Can short coffee breaks spell the difference between loving and hating work? In Sweden, where workers are among the least stressed worldwide, the secret to happiness is a four letter word: fika.
The word “fika” is used as both a noun and a verb, and is derived from the Swedish word for coffee (kaffe), a national obsession for the world’s third-largest coffee drinking nation. Unlike the American-style caffeine jolt, the Swedish coffee break is a moment to literally leave work behind. Taken first around 10am and then at 3pm, it’s not a strategy for multi-tasking, or for fitting in another mini-meeting; it’s a chance to relax in the company of colleagues. The longstanding Swedish social ritual doesn’t necessarily even have to involve coffee—the key is to pause your day.
“It is the moment that you take a break, often with a cup of coffee, but alternatively with tea, and find a baked good to pair with it.” explains Anna Brones who co-wrote the book Fika: The Art of The Swedish Coffee Break(2015). “In our own [US] culture, where coffee has come to be more about grabbing a 16-ounce-grande-whatever, in a paper cup to go, coffee is more about fueling up and going fast. In Sweden, coffee is something to look forward to, a moment where everything else stops and you savor the moment,” she writes on Apartment Therapy. “In today’s modern world we crave a little bit of that; we want an excuse to slow down.”
In the UK, there’s afternoon tea, and merienda in Spain, South America and the Philippines, but few cultures practice the midday psychic recharge as intentionally and regularly as the Swedish.
The fika mentality at work
“The fika break that we have twice or thrice a day makes us more productive and efficient,” claims Lars Åkerlund who opened his own Swedish coffee chain in New York and named it after the ritual.

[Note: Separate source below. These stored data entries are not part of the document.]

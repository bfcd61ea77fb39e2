use std::future::Future;
use std::io::Read;
use std::path::{Path, PathBuf};

use anyhow::{Context, Result};
use clap::{Parser, Subcommand};
use log::{info, warn};

use crate::config::Config;
use crate::logs::{compact, CompactionLevel, Extraction};
use crate::output::{bright_yellow, dim, sub_job_table, Spinner};
use crate::prow::{correlate, HttpFetcher, JobAnalysis, JobAnalyzer, Report};

#[derive(Parser)]
#[command(name = "prowlens")]
#[command(author, version, about = "OpenShift CI failure log analysis", long_about = None)]
pub struct Cli {
    #[command(subcommand)]
    command: Commands,

    /// Configuration file (defaults to ./prowlens.toml or the user config dir)
    #[arg(short, long, global = true, env = "PROWLENS_CONFIG")]
    config: Option<PathBuf>,

    /// Write the result to this file instead of stdout
    #[arg(short, long, global = true)]
    output: Option<PathBuf>,
}

#[derive(Subcommand)]
enum Commands {
    /// Compact the failed step's log down to its informative lines
    Analyze {
        job_url: String,

        #[arg(short, long, value_enum)]
        level: Option<CompactionLevel>,
    },
    /// Extract the failing tests block of the failed step
    FailingTests { job_url: String },
    /// Extract the flaky tests block of the failed step
    FlakyTests { job_url: String },
    /// Extract the monitor test output of the failed step
    MonitorTests { job_url: String },
    /// Summarize the failed sub-jobs of an aggregated job
    Aggregate {
        job_url: String,

        /// Directory holding `<job>/<job>.log` sub-job logs
        #[arg(short, long)]
        base_url: Option<String>,
    },
    /// List error and warning events leading up to a test in the timeline traces
    Timeline {
        job_url: String,

        #[arg(short, long)]
        test: String,

        /// Keep listing events after the first one for the test
        #[arg(long, default_value_t = false)]
        all_matches: bool,
    },
    /// Print the gather-extra artifacts URL of a job
    GatherExtra { job_url: String },
    /// Compact a local log file, or stdin when no file is given
    Compact {
        file: Option<PathBuf>,

        #[arg(short, long, value_enum)]
        level: Option<CompactionLevel>,
    },
    /// Correlate a local timeline trace with a test
    Events {
        file: PathBuf,

        #[arg(short, long)]
        test: String,

        #[arg(long, default_value_t = false)]
        all_matches: bool,
    },
}

async fn with_spinner<T, Fut>(message: &str, work: Fut) -> Result<T>
where
    Fut: Future<Output = crate::error::Result<T>>,
{
    let spinner = Spinner::start(message);
    match work.await {
        Ok(value) => {
            spinner.finish(message);
            Ok(value)
        }
        Err(e) => {
            spinner.fail(message);
            warn!("{:?} failure: {e}", e.kind());
            Err(e.into())
        }
    }
}

fn render_log(analysis: JobAnalysis<String>) -> String {
    match analysis {
        JobAnalysis::Step { location, result } => {
            info!("Analyzed step {}", location.step.step_name);
            result
        }
        JobAnalysis::RawBuildLog(text) => {
            eprintln!("{}", dim("No failed step found, showing the raw build log"));
            text
        }
    }
}

fn render_block(analysis: JobAnalysis<Extraction>) -> String {
    match analysis {
        JobAnalysis::Step { location, result } => {
            if !result.is_found() {
                eprintln!(
                    "{}",
                    bright_yellow(format!(
                        "Block not found in step {}, showing the deduplicated step log",
                        location.step.step_name
                    ))
                );
            }
            result.into_text()
        }
        JobAnalysis::RawBuildLog(text) => {
            eprintln!("{}", dim("No failed step found, showing the raw build log"));
            text
        }
    }
}

fn read_input(file: Option<&Path>) -> Result<String> {
    match file {
        Some(path) if path != Path::new("-") => std::fs::read_to_string(path)
            .with_context(|| format!("Failed to read log file: {}", path.display())),
        _ => {
            let mut buffer = String::new();
            std::io::stdin()
                .read_to_string(&mut buffer)
                .context("Failed to read log from stdin")?;
            Ok(buffer)
        }
    }
}

impl Cli {
    fn emit(&self, text: &str) -> Result<()> {
        if let Some(output_path) = &self.output {
            std::fs::write(output_path, text)
                .with_context(|| format!("Failed to write output: {}", output_path.display()))?;
            info!("Result written to: {}", output_path.display());
        } else {
            print!("{text}");
            if !text.ends_with('\n') {
                println!();
            }
        }
        Ok(())
    }

    fn analyzer(&self, config: Config) -> Result<JobAnalyzer<HttpFetcher>> {
        let fetcher = HttpFetcher::new()?;
        Ok(JobAnalyzer::new(fetcher, config))
    }

    pub async fn execute(&self) -> Result<()> {
        let mut config = Config::load(self.config.as_deref())?;

        match &self.command {
            Commands::Analyze { job_url, level } => {
                let level = level.unwrap_or(config.compaction.default_level);
                info!("Analyzing job failures for: {job_url}");
                let analyzer = self.analyzer(config)?;
                let analysis = with_spinner(
                    &format!("Compacting failed step log ({level})"),
                    analyzer.analyze_failures(job_url, level),
                )
                .await?;
                self.emit(&render_log(analysis))
            }
            Commands::FailingTests { job_url } => {
                let analyzer = self.analyzer(config)?;
                let analysis =
                    with_spinner("Extracting failing tests", analyzer.failing_tests(job_url)).await?;
                self.emit(&render_block(analysis))
            }
            Commands::FlakyTests { job_url } => {
                let analyzer = self.analyzer(config)?;
                let analysis =
                    with_spinner("Extracting flaky tests", analyzer.flaky_tests(job_url)).await?;
                self.emit(&render_block(analysis))
            }
            Commands::MonitorTests { job_url } => {
                let analyzer = self.analyzer(config)?;
                let analysis =
                    with_spinner("Extracting monitor tests", analyzer.monitor_failures(job_url))
                        .await?;
                self.emit(&render_block(analysis))
            }
            Commands::Aggregate { job_url, base_url } => {
                let analyzer = self.analyzer(config)?;
                let report = with_spinner(
                    "Resolving aggregated sub-job failures",
                    analyzer.aggregate_failures(job_url, base_url.as_deref()),
                )
                .await?;
                info!("{} failed sub-jobs", report.failed_jobs().count());
                eprintln!("{}", sub_job_table(&report.jobs));
                self.emit(&report.summaries)
            }
            Commands::Timeline {
                job_url,
                test,
                all_matches,
            } => {
                config.timeline.return_all_matches |= *all_matches;
                let analyzer = self.analyzer(config)?;
                let listing = with_spinner(
                    "Correlating timeline events",
                    analyzer.correlate_timeline(job_url, test),
                )
                .await?;
                self.emit(&listing)
            }
            Commands::GatherExtra { job_url } => {
                let analyzer = self.analyzer(config)?;
                let url = analyzer.gather_extra_url(job_url)?;
                self.emit(&url)
            }
            Commands::Compact { file, level } => {
                let level = level.unwrap_or(config.compaction.default_level);
                let input = read_input(file.as_deref())?;
                let compacted = compact(&input, level, &config.compaction);
                info!(
                    "Compacted {} lines down to {}",
                    input.lines().count(),
                    compacted.lines().count()
                );
                self.emit(&compacted)
            }
            Commands::Events {
                file,
                test,
                all_matches,
            } => {
                let contents = std::fs::read_to_string(file)
                    .with_context(|| format!("Failed to read trace: {}", file.display()))?;
                let report: Report = serde_json::from_str(&contents)
                    .with_context(|| format!("Failed to parse trace: {}", file.display()))?;
                let correlation = correlate(
                    &report,
                    test,
                    *all_matches || config.timeline.return_all_matches,
                );
                if report.items.is_empty() {
                    warn!("Trace {} has no events", file.display());
                }
                self.emit(&correlation.to_string())
            }
        }
    }
}
use thiserror::Error;

/// Coarse classification of pipeline failures.
///
/// Callers use this to decide whether a failure is worth reporting as a bug
/// in the input, a missing artifact, or an upstream outage.
#[derive(Debug, Clone, Copy, PartialEq, Eq)]
pub enum ErrorKind {
    MalformedInput,
    NotFound,
    Inconsistent,
    UpstreamFailure,
}

#[derive(Error, Debug)]
pub enum ProwLensError {
    #[error("Invalid job URL: {0}")]
    MalformedUrl(#[from] url::ParseError),

    #[error("Unexpected URL path structure: {0}")]
    UnexpectedPathShape(String),

    #[error("No e2e test name found in URL: {0}")]
    NoTestNameFound(String),

    #[error("No failed step found in build log")]
    NoStepFailureFound,

    #[error("Step {step} does not belong to test {test}")]
    StepTestMismatch { step: String, test: String },

    #[error("No failed jobs found in aggregator log")]
    NoFailedJobsFound,

    #[error("No summary found in log for job {0}")]
    NoSummaryFound(String),

    #[error("Upstream returned {status} for {url}")]
    Upstream { status: u16, url: String },

    #[error("Network error: {0}")]
    Network(#[from] reqwest::Error),

    #[error("JSON parse error: {0}")]
    Json(#[from] serde_json::Error),

    #[error("IO error: {0}")]
    Io(#[from] std::io::Error),

    #[error("Invalid configuration: {0}")]
    Config(String),
}

impl ProwLensError {
    pub fn kind(&self) -> ErrorKind {
        match self {
            Self::MalformedUrl(_)
            | Self::UnexpectedPathShape(_)
            | Self::Json(_)
            | Self::Io(_)
            | Self::Config(_) => ErrorKind::MalformedInput,
            Self::NoTestNameFound(_)
            | Self::NoStepFailureFound
            | Self::NoFailedJobsFound
            | Self::NoSummaryFound(_) => ErrorKind::NotFound,
            Self::StepTestMismatch { .. } => ErrorKind::Inconsistent,
            Self::Upstream { .. } | Self::Network(_) => ErrorKind::UpstreamFailure,
        }
    }
}

pub type Result<T> = std::result::Result<T, ProwLensError>;

#[cfg(test)]
mod tests {
    use super::*;

    #[test]
    fn test_step_mismatch_is_inconsistent() {
        let err = ProwLensError::StepTestMismatch {
            step: "other-thing".to_string(),
            test: "e2e-foo".to_string(),
        };
        assert_eq!(err.kind(), ErrorKind::Inconsistent);
        assert!(err.to_string().contains("other-thing"));
    }

    #[test]
    fn test_not_found_variants() {
        assert_eq!(ProwLensError::NoStepFailureFound.kind(), ErrorKind::NotFound);
        assert_eq!(ProwLensError::NoFailedJobsFound.kind(), ErrorKind::NotFound);
        assert_eq!(
            ProwLensError::NoSummaryFound("job".into()).kind(),
            ErrorKind::NotFound
        );
    }

    #[test]
    fn test_upstream_and_malformed() {
        let upstream = ProwLensError::Upstream {
            status: 404,
            url: "https://example.com".into(),
        };
        assert_eq!(upstream.kind(), ErrorKind::UpstreamFailure);
        assert!(upstream.to_string().contains("404"));

        let parse = url::Url::parse("not a url").unwrap_err();
        assert_eq!(
            ProwLensError::from(parse).kind(),
            ErrorKind::MalformedInput
        );
    }
}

The Swedish entrepreneur explains that he and his wife thought of exporting the Swedish tradition after being overwhelmed by the pace of life during their first visit to New York City. “Everyone was in a rush, grab-and-go, there was no calm moment. Then I thought the ‘fika moment’ would be a success here,” Åkerlund said at an event in New York earlier this week.
In 2010, a Grant Thornton study found that Swedish workers were the least stressed worldwide—perhaps in part because Swedish companies are experimenting with the six-hour work day and made fika mandatory. And even though only 1% of Swedish employees work overtime, according to the latest OECD Better Life Index, they’re not any less productive.
Linkoping University professor Viveka Adelsward has studied the history of Swedish social rituals and says breaks like fika may actually boost productivity. “Studies show that people who take a break from their work do not do less. It’s actually the opposite; efficiency at work can benefit from these kinds of get-togethers,” she writes on her university blog. Her observations support a 2014 Stanford University work productivity study (pdf) that argues for capping the work week at 50 hours maximum.
MUJI’s own design general manager Naoko Yano, who designed a Swedish-themed collection for the Japanese lifestyle brand, says she was struck by the efficacy of these Swedish mini breaks. “When I was in Sweden, my first impression was that they were very relaxed at work,” she said describing the stress-free business culture. “But I learned that they just knew how to switch back and forth from relaxation to focus.”
Adelsward says that these informal coffee breaks break down barriers in the office.“We meet under informal circumstances, exchange information and comment on what’s happening. The hierarchy breaks down during the fika; we’re all in it together regardless of power and position,” she writes. Those moments of closeness may also let colleagues feel freer to explain or contextualize how they’re acting in the office that day.
Like the propinquity effect that Steve Jobs hoped to create by reshuffling departments at Pixar, fika is also thought to encourage creativity, says Adelsward. “We get a chance to blow the dust off our brains, fill them with inspiration from others, and have an opportunity to test our thoughts and ideas.”